How to Get Nokogiri to Parse and Return an Xml Document

How can I get Nokogiri to parse and return an XML document?

It has to do with the way Nokogiri's parse method works. Here's the source:

# File lib/nokogiri.rb, line 55
def parse string, url = nil, encoding = nil, options = nil
doc =
if string =~ /^\s*<[^Hh>]*html/i # Probably html
Nokogiri::HTML::Document.parse(string, url, encoding, options || XML::ParseOptions::DEFAULT_HTML)
else
Nokogiri::XML::Document.parse(string, url, encoding, options || XML::ParseOptions::DEFAULT_XML)
end
yield doc if block_given?
doc
end

The key is the line if string =~ /^\s*<[^Hh>]*html/i # Probably html. When you just use open, it returns an object that doesn't work with regex, thus it always returns false. On the other hand, read returns a string, so it could be regarded as HTML. In this case it is, because it matches that regex. Here's the start of that string:

<!DOCTYPE html PUBLIC

The regex matches the "!DOCTYPE " to [^Hh>]* and then matches the "html", thus assuming it's HTML. Why someone selected this regex to determine if the file is HTML is beyond me.

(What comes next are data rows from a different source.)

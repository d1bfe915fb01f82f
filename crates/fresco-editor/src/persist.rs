//! Snapshot persistence.
//!
//! The editor never touches storage directly; it talks to a
//! [`PersistencePort`]. Two adapters are provided: [`CallbackPort`] for
//! hosts that already own a storage API, and [`KeyValuePort`] for flat
//! string stores such as browser `localStorage`.

use std::collections::HashMap;

use crate::snapshot::EditorSnapshot;

/// Key the snapshot is stored under in a [`KeyValueStore`].
pub const STORAGE_KEY: &str = "editorState";

/// Errors raised while saving a snapshot.
#[derive(Debug, thiserror::Error)]
pub enum PersistError {
    /// The snapshot could not be encoded.
    #[error("failed to encode snapshot: {0}")]
    Encode(#[from] serde_json::Error),

    /// The backing store rejected the write.
    #[error("storage rejected write: {0}")]
    Storage(String),
}

/// Where the editor keeps its present snapshot between sessions.
pub trait PersistencePort {
    /// Store `snapshot`, replacing whatever was stored before.
    ///
    /// # Errors
    ///
    /// Returns [`PersistError`] if the snapshot cannot be encoded or
    /// written.
    fn save(&mut self, snapshot: &EditorSnapshot) -> Result<(), PersistError>;

    /// The stored snapshot, or `None` when nothing usable is stored.
    fn load(&self) -> Option<EditorSnapshot>;
}

/// Adapts a pair of closures to [`PersistencePort`].
pub struct CallbackPort<S, L> {
    save: S,
    load: L,
}

impl<S, L> CallbackPort<S, L>
where
    S: FnMut(&EditorSnapshot) -> Result<(), PersistError>,
    L: Fn() -> Option<EditorSnapshot>,
{
    /// Wrap `save` and `load`.
    pub const fn new(save: S, load: L) -> Self {
        Self { save, load }
    }
}

impl<S, L> PersistencePort for CallbackPort<S, L>
where
    S: FnMut(&EditorSnapshot) -> Result<(), PersistError>,
    L: Fn() -> Option<EditorSnapshot>,
{
    fn save(&mut self, snapshot: &EditorSnapshot) -> Result<(), PersistError> {
        (self.save)(snapshot)
    }

    fn load(&self) -> Option<EditorSnapshot> {
        (self.load)()
    }
}

/// A flat string key-value store.
pub trait KeyValueStore {
    /// Value under `key`.
    fn get(&self, key: &str) -> Option<String>;

    /// Store `value` under `key`.
    ///
    /// # Errors
    ///
    /// Returns [`PersistError::Storage`] when the store refuses the write
    /// (quota exceeded, read-only, ...).
    fn set(&mut self, key: &str, value: String) -> Result<(), PersistError>;
}

/// In-process [`KeyValueStore`].
#[derive(Debug, Clone, Default)]
pub struct MemoryStore {
    entries: HashMap<String, String>,
}

impl MemoryStore {
    /// An empty store.
    #[must_use]
    pub fn new() -> Self {
        Self::default()
    }
}

impl KeyValueStore for MemoryStore {
    fn get(&self, key: &str) -> Option<String> {
        self.entries.get(key).cloned()
    }

    fn set(&mut self, key: &str, value: String) -> Result<(), PersistError> {
        self.entries.insert(key.to_owned(), value);
        Ok(())
    }
}

/// Stores the snapshot as JSON under [`STORAGE_KEY`].
#[derive(Debug, Clone, Default)]
pub struct KeyValuePort<S> {
    store: S,
}

impl<S: KeyValueStore> KeyValuePort<S> {
    /// Persist into `store`.
    pub const fn new(store: S) -> Self {
        Self { store }
    }

    /// The backing store.
    pub const fn store(&self) -> &S {
        &self.store
    }

    /// Mutable access to the backing store.
    pub const fn store_mut(&mut self) -> &mut S {
        &mut self.store
    }
}

impl<S: KeyValueStore> PersistencePort for KeyValuePort<S> {
    fn save(&mut self, snapshot: &EditorSnapshot) -> Result<(), PersistError> {
        let json = serde_json::to_string(snapshot)?;
        self.store.set(STORAGE_KEY, json)
    }

    fn load(&self) -> Option<EditorSnapshot> {
        let json = self.store.get(STORAGE_KEY)?;
        match serde_json::from_str(&json) {
            Ok(snapshot) => Some(snapshot),
            Err(e) => {
                tracing::warn!(error = %e, "discarding unreadable editor state");
                None
            }
        }
    }
}

#[cfg(test)]
#[allow(clippy::unwrap_used)]
mod tests {
    use std::cell::RefCell;
    use std::rc::Rc;

    use fresco_pipeline::{ArtStyle, FilterSettings};

    use super::*;

    #[test]
    fn key_value_port_round_trips() {
        let mut port = KeyValuePort::new(MemoryStore::new());
        assert!(port.load().is_none());

        let snapshot = EditorSnapshot {
            filter_settings: FilterSettings {
                contrast: -20,
                art_style: ArtStyle::SegmentedCollage,
                ..FilterSettings::default()
            },
            ..EditorSnapshot::default()
        };
        port.save(&snapshot).unwrap();
        assert!(port.store().get(STORAGE_KEY).unwrap().contains("segmented-collage"));
        assert_eq!(port.load(), Some(snapshot));
    }

    #[test]
    fn malformed_state_loads_as_none() {
        let mut port = KeyValuePort::new(MemoryStore::new());
        port.store_mut()
            .set(STORAGE_KEY, "{not json".to_string())
            .unwrap();
        assert!(port.load().is_none());
    }

    #[test]
    fn partial_state_fills_defaults_and_clamps() {
        let mut port = KeyValuePort::new(MemoryStore::new());
        port.store_mut()
            .set(
                STORAGE_KEY,
                r#"{"filterSettings":{"saturation":-400,"rasterGranularity":150}}"#.to_string(),
            )
            .unwrap();
        let snapshot = port.load().unwrap();
        assert_eq!(snapshot.filter_settings.saturation, -100);
        assert_eq!(snapshot.filter_settings.raster_granularity, 100);
        assert_eq!(
            snapshot.filter_settings.art_randomness,
            FilterSettings::DEFAULT_RANDOMNESS
        );
        assert_eq!(snapshot.metadata, crate::snapshot::ImageMetadata::default());
    }

    #[test]
    fn callback_port_forwards() {
        let saved = Rc::new(RefCell::new(Vec::new()));
        let sink = Rc::clone(&saved);
        let mut port = CallbackPort::new(
            move |snapshot: &EditorSnapshot| {
                sink.borrow_mut().push(snapshot.clone());
                Ok(())
            },
            || Some(EditorSnapshot::default()),
        );
        port.save(&EditorSnapshot::default()).unwrap();
        assert_eq!(saved.borrow().len(), 1);
        assert_eq!(port.load(), Some(EditorSnapshot::default()));
    }

    #[test]
    fn storage_failures_surface() {
        let mut port = CallbackPort::new(
            |_: &EditorSnapshot| Err(PersistError::Storage("quota exceeded".to_string())),
            || None,
        );
        let err = port.save(&EditorSnapshot::default()).unwrap_err();
        assert!(err.to_string().contains("quota exceeded"));
    }
}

With this regex, a file that begins with a tag like <definitely-not-html> is considered HTML, but <this-is-still-not-html> is considered XML. You're probably best off staying away from this dumb function and invoking Nokogiri::HTML::Document#parse or Nokogiri::XML::Document#parse directly.

How do I use Nokogiri to parse an XML file?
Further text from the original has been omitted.